What you are asked to do — Which lines of the data contain the string "true"? Copy every one.

──────── Records shown ────────

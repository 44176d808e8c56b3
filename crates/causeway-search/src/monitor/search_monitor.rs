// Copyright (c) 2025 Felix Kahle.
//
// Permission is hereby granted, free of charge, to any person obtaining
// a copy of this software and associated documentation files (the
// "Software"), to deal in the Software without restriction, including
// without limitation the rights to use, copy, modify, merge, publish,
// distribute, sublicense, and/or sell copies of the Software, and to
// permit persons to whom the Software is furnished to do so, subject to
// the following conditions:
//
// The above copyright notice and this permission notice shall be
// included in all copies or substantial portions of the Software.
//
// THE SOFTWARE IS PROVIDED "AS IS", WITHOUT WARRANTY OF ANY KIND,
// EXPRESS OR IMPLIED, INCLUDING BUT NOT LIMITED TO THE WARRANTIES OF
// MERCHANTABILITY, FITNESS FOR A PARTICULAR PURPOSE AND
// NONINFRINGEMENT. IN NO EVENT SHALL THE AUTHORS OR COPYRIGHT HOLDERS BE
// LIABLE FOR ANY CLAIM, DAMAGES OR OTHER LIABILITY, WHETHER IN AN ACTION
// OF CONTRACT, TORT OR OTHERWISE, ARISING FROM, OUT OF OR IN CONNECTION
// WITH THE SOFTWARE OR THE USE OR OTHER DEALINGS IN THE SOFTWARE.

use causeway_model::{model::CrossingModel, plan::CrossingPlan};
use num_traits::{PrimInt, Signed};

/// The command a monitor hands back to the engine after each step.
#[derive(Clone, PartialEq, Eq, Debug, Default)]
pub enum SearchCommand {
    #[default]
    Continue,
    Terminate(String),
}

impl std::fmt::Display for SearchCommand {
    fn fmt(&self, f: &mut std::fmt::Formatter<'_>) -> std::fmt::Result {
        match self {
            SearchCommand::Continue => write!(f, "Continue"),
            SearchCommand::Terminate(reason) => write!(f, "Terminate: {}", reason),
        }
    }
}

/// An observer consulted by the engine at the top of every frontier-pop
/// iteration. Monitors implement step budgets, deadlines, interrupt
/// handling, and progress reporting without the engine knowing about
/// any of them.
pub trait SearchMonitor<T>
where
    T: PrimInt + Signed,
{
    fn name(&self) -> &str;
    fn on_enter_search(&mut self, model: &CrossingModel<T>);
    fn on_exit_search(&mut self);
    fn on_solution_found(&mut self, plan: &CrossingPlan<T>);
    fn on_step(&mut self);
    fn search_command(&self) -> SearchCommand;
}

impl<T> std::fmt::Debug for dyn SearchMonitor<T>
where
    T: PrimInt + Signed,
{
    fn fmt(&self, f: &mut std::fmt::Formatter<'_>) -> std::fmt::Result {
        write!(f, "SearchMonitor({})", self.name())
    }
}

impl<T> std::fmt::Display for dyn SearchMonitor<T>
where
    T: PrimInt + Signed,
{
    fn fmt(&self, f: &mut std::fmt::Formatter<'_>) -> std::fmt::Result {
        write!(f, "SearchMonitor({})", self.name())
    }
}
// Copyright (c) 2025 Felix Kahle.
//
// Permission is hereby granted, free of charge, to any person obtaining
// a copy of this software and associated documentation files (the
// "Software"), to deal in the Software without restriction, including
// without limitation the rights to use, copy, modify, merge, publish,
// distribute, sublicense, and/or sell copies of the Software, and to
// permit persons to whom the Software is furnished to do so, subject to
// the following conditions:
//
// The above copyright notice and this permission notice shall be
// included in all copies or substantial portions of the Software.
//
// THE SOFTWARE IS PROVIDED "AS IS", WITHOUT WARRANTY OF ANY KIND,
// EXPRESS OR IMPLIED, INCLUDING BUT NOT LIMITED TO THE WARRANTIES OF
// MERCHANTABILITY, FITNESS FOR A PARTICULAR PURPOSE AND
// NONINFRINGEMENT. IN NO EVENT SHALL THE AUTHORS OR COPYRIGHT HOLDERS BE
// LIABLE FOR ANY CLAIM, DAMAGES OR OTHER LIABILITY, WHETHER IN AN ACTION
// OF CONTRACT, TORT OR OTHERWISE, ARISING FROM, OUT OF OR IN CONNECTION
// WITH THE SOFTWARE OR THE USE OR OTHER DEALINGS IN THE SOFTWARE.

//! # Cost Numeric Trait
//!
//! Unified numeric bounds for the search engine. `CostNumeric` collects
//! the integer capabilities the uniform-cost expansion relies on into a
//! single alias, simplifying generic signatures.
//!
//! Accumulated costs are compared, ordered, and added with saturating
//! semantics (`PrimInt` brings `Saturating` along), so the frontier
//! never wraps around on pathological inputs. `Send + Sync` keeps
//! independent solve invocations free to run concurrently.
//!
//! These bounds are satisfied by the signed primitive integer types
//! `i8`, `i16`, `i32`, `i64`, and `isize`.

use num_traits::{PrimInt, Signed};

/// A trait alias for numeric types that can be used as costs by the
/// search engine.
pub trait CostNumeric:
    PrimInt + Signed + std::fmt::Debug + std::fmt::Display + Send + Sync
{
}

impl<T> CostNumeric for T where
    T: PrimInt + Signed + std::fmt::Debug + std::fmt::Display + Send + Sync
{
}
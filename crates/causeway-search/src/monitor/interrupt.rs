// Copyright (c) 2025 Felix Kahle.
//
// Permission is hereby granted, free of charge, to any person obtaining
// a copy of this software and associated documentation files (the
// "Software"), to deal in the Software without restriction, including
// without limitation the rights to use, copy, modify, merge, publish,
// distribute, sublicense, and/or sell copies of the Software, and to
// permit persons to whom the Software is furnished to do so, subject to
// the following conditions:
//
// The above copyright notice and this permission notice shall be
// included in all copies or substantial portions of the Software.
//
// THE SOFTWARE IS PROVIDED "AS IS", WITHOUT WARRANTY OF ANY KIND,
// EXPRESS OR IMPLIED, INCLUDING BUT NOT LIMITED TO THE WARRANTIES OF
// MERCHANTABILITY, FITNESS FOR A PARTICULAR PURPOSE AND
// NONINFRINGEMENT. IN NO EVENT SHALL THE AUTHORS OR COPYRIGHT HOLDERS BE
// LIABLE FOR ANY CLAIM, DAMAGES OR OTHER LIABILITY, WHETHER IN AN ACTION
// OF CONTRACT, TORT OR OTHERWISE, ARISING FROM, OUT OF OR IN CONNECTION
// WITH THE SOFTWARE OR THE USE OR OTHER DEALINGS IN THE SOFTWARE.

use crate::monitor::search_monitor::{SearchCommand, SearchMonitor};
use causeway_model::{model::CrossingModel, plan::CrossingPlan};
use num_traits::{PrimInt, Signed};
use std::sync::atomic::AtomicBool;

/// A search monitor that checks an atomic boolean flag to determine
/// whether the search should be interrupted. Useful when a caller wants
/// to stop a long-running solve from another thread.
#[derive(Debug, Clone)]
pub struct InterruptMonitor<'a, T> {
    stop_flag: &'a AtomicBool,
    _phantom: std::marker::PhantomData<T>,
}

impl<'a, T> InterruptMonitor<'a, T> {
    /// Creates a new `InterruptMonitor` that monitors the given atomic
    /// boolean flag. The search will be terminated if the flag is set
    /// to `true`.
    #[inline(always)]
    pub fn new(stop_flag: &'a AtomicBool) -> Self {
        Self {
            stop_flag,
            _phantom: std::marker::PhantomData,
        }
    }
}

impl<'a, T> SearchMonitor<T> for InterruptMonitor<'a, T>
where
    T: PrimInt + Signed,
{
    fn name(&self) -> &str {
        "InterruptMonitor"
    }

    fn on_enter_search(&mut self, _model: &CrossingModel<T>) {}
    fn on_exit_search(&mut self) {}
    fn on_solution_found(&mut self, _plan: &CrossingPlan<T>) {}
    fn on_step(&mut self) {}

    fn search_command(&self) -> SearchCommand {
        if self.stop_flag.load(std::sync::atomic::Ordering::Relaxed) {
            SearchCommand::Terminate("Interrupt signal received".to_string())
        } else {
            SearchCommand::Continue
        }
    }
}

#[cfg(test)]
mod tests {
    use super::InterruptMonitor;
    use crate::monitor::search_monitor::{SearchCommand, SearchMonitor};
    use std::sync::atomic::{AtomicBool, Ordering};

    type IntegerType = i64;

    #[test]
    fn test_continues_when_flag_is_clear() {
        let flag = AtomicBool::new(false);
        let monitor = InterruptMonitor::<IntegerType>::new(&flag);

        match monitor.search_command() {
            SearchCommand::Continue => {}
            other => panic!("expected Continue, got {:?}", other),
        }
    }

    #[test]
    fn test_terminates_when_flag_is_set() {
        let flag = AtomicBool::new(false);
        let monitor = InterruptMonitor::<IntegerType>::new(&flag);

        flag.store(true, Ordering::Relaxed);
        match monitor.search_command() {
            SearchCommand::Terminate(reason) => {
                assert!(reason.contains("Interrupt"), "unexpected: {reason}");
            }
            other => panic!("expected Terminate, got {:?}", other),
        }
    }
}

────────

Answer to the problem —
    /// to `true`.
        flag.store(true, Ordering::Relaxed);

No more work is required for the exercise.